Outdoors, the darkness disappeared as the dog bounded like a shadow over the grey, frosted grass. Sparkling stars netted the bare, black twigs of the ash tree by the gate. Walking out on to the driveway, the sky opened up and the Milky Way arced overhead. The moon was rising in the east, a sharp, silver fingernail. It was cold enough to make my teeth hurt.
It was very black under the trees in the back garden and I flicked on the torch. A tawny owl called ‘hoo-hoo’ and then ‘kwick’. Nearly a thousand years ago, this land was part of a Norman deer park. William the Conqueror gave Geoffrye de Mandeville the Barony of Marshwood. Geoffrye built a fancy castle, now a ruined hump, and created the deer parks of Marshwood and Crekelade. Around the edges of the parks were ‘hayes’, enclosures where cattle were penned during the winter to stop them eating all the fodder. Penned livestock need daily attention and the easiest way to look after them is to live on site. In time, temporary huts or shelters became permanent. It is possible that the many farm names in the Vale ending in ‘hay’, such as Sminhay, Northay and Harmshay, derive from those Norman enclosures. If so, those farms were winter-born.
I walked by the pond where the reeds stood like broken spears tipped with ice. Glossy ivy leaves caught the torch beam as I passed through the stone archway into the little paddock beyond. Four years ago we planted five cider apple trees here, partly hoping to replace the lost orchard shown on old maps. We picked a mix of sharp, sweet and bittersweet old varieties once common on the Dorset/Devon/Somerset borders. I wanted to make cider that matched Dorset writer Sylvia Townsend Warner’s description – ‘racy, poignant, oily, spicy’.

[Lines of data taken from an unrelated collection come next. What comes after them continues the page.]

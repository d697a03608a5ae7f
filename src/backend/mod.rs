//! Adapter layer to the external nonlinear optimization engine.
//!
//! Factors and noise models are opaque tokens: they are constructed here,
//! carried through the graph unchanged, and only interpreted again by the
//! engine on the other side of this seam. The core never introspects them.

use std::collections::HashMap;

use nalgebra::{DMatrix, Isometry3, UnitQuaternion, Vector3};

use crate::core::error::{Error, Result};
use crate::engine::graph::vertices::VertexValue;

/// Opaque noise-model handle.
#[derive(Debug, Clone)]
pub struct NoiseModel(NoiseRepr);

#[derive(Debug, Clone)]
enum NoiseRepr {
    DiagonalSigmas(Vec<f64>),
    DiagonalVariances(Vec<f64>),
    Covariance(DMatrix<f64>),
}

impl NoiseModel {
    /// Diagonal Gaussian model from standard deviations.
    pub fn diagonal_sigmas(sigmas: &[f64]) -> Result<Self> {
        Self::check_positive(sigmas, "sigma")?;
        Ok(Self(NoiseRepr::DiagonalSigmas(sigmas.to_vec())))
    }

    /// Diagonal Gaussian model from variances.
    pub fn diagonal_variances(variances: &[f64]) -> Result<Self> {
        Self::check_positive(variances, "variance")?;
        Ok(Self(NoiseRepr::DiagonalVariances(variances.to_vec())))
    }

    /// Full Gaussian model from a covariance matrix.
    pub fn covariance(matrix: DMatrix<f64>) -> Result<Self> {
        if !matrix.is_square() {
            return Err(Error::InvalidArgument(format!(
                "covariance matrix is {}x{}, expected square",
                matrix.nrows(),
                matrix.ncols()
            )));
        }
        Ok(Self(NoiseRepr::Covariance(matrix)))
    }

    /// Dimension of the modeled noise.
    pub fn dim(&self) -> usize {
        match &self.0 {
            NoiseRepr::DiagonalSigmas(v) | NoiseRepr::DiagonalVariances(v) => v.len(),
            NoiseRepr::Covariance(m) => m.nrows(),
        }
    }

    fn check_positive(values: &[f64], label: &str) -> Result<()> {
        if values.is_empty() {
            return Err(Error::InvalidArgument(format!("empty {} vector", label)));
        }
        for value in values {
            if !value.is_finite() || *value <= 0.0 {
                return Err(Error::InvalidArgument(format!(
                    "non-positive {} {} in noise model",
                    label, value
                )));
            }
        }
        Ok(())
    }
}

/// Preintegrated inertial motion over one window, the payload of an IMU
/// odometry factor.
#[derive(Debug, Clone)]
pub struct ImuPreintegration {
    pub delta_rotation: UnitQuaternion<f64>,
    pub delta_velocity: Vector3<f64>,
    pub delta_position: Vector3<f64>,
    /// Integrated duration in seconds.
    pub duration: f64,
}

impl ImuPreintegration {
    pub fn identity() -> Self {
        Self {
            delta_rotation: UnitQuaternion::identity(),
            delta_velocity: Vector3::zeros(),
            delta_position: Vector3::zeros(),
            duration: 0.0,
        }
    }
}

/// Opaque factor handle.
#[derive(Debug, Clone)]
pub struct Factor(FactorRepr);

#[derive(Debug, Clone)]
enum FactorRepr {
    PriorPose {
        key: u64,
        pose: Isometry3<f64>,
        noise: NoiseModel,
    },
    BetweenPose {
        key_from: u64,
        key_to: u64,
        delta: Isometry3<f64>,
        noise: NoiseModel,
    },
    GnssPosition {
        key: u64,
        position: Vector3<f64>,
        noise: NoiseModel,
    },
    PreintegratedImu {
        keys_from: [u64; 3],
        keys_to: [u64; 3],
        delta: ImuPreintegration,
        noise: NoiseModel,
    },
}

impl Factor {
    pub fn prior_pose(key: u64, pose: Isometry3<f64>, noise: NoiseModel) -> Self {
        Self(FactorRepr::PriorPose { key, pose, noise })
    }

    pub fn between_pose(
        key_from: u64,
        key_to: u64,
        delta: Isometry3<f64>,
        noise: NoiseModel,
    ) -> Self {
        Self(FactorRepr::BetweenPose {
            key_from,
            key_to,
            delta,
            noise,
        })
    }

    pub fn gnss_position(key: u64, position: Vector3<f64>, noise: NoiseModel) -> Self {
        Self(FactorRepr::GnssPosition {
            key,
            position,
            noise,
        })
    }

    /// Combined IMU factor over (pose, velocity, bias) key triples.
    pub fn preintegrated_imu(
        keys_from: [u64; 3],
        keys_to: [u64; 3],
        delta: ImuPreintegration,
        noise: NoiseModel,
    ) -> Self {
        Self(FactorRepr::PreintegratedImu {
            keys_from,
            keys_to,
            delta,
            noise,
        })
    }

    /// Variable keys referenced by this factor, for engine-side bookkeeping.
    pub fn keys(&self) -> Vec<u64> {
        match &self.0 {
            FactorRepr::PriorPose { key, .. } | FactorRepr::GnssPosition { key, .. } => {
                vec![*key]
            }
            FactorRepr::BetweenPose {
                key_from, key_to, ..
            } => vec![*key_from, *key_to],
            FactorRepr::PreintegratedImu {
                keys_from, keys_to, ..
            } => keys_from.iter().chain(keys_to.iter()).copied().collect(),
        }
    }
}

/// The engine-side accumulation of factors, appended to on every
/// `Graph::add_edge` and consumed by the optimizer outside this core.
#[derive(Debug, Default)]
pub struct FactorCollection {
    factors: Vec<Factor>,
}

impl FactorCollection {
    pub fn new() -> Self {
        Self::default()
    }

    /// Append a factor; returns its position in the collection.
    pub fn add(&mut self, factor: Factor) -> u64 {
        self.factors.push(factor);
        (self.factors.len() - 1) as u64
    }

    pub fn len(&self) -> usize {
        self.factors.len()
    }

    pub fn is_empty(&self) -> bool {
        self.factors.is_empty()
    }

    pub fn iter(&self) -> impl Iterator<Item = &Factor> {
        self.factors.iter()
    }
}

/// Optimized variable estimates, addressable by vertex index.
#[derive(Debug, Default)]
pub struct Values {
    entries: HashMap<u64, VertexValue>,
}

impl Values {
    pub fn new() -> Self {
        Self::default()
    }

    pub fn insert(&mut self, index: u64, value: VertexValue) {
        self.entries.insert(index, value);
    }

    pub fn get(&self, index: u64) -> Option<&VertexValue> {
        self.entries.get(&index)
    }

    pub fn len(&self) -> usize {
        self.entries.len()
    }

    pub fn is_empty(&self) -> bool {
        self.entries.is_empty()
    }
}

#[cfg(test)]
mod tests {
    use super::*;

    #[test]
    fn test_noise_model_rejects_non_positive_sigma() {
        assert!(NoiseModel::diagonal_sigmas(&[0.1, 0.0, 0.1]).is_err());
        assert!(NoiseModel::diagonal_sigmas(&[]).is_err());
        assert!(NoiseModel::diagonal_sigmas(&[0.1; 6]).is_ok());
    }

    #[test]
    fn test_factor_keys_cover_topology() {
        let noise = NoiseModel::diagonal_sigmas(&[0.1; 6]).unwrap();
        let factor = Factor::between_pose(3, 7, Isometry3::identity(), noise.clone());
        assert_eq!(factor.keys(), vec![3, 7]);

        let imu = Factor::preintegrated_imu(
            [0, 1, 2],
            [3, 4, 5],
            ImuPreintegration::identity(),
            noise,
        );
        assert_eq!(imu.keys(), vec![0, 1, 2, 3, 4, 5]);
    }

    #[test]
    fn test_collection_indices_are_sequential() {
        let noise = NoiseModel::diagonal_variances(&[1.0; 3]).unwrap();
        let mut collection = FactorCollection::new();
        let first = collection.add(Factor::gnss_position(0, Vector3::zeros(), noise.clone()));
        let second = collection.add(Factor::gnss_position(1, Vector3::zeros(), noise));
        assert_eq!((first, second), (0, 1));
        assert_eq!(collection.len(), 2);
    }
}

In early January the trees should be wassailed, an ancient appeal to the cider gods. You sing to the trees, light fires and, in the olden days, discharge muskets. The word ‘wassail’ derives from the Anglo Saxon ‘wes hal’ meaning ‘be whole’, or ‘good health’. I’ve always felt the blessing is intended to include people as well as trees. It recognises regeneration, the slow pulse of sap within the trees that will rise in the spring, however dead everything seems now. The words of the traditional wassail song capture this annual cycle of life and death, light and dark:
‘Old apple tree, we’ll wassail thee,
And hoping thou wilt bear.
The Lord does know where we shall be
To be merry another year.
To blow well and to bear well,
And so merry let us be;
Let every man drink up his cup
And health to the apple tree.’
As I whistled to the dog and turned back to the house, I heard the chimes of the church clock at Whitchurch Canonicorum floating clear across the Vale. Being so near the solstice, this was the darkest of the dark, the year’s midnight as well as the day’s. Yet when I looked towards the bells, I saw light. It was the storm-battered Christmas lights hung every year by the Whitchurch bellringers on top of the church tower.
St Candida and Holy Cross is a true landmark and in medieval times one of the greatest places of pilgrimage in England. Today, it’s the only parish church left with a shrine containing the relics of a saint, in this case the mysterious St Wite, revered for her healing powers. The tall, 15th-century tower was once used a navigation mark for ships in Lyme Bay. Now for a few weeks in December and January it shines out, visible for miles, lightening the darkness for all who travel through the Vale, bringing us safely home.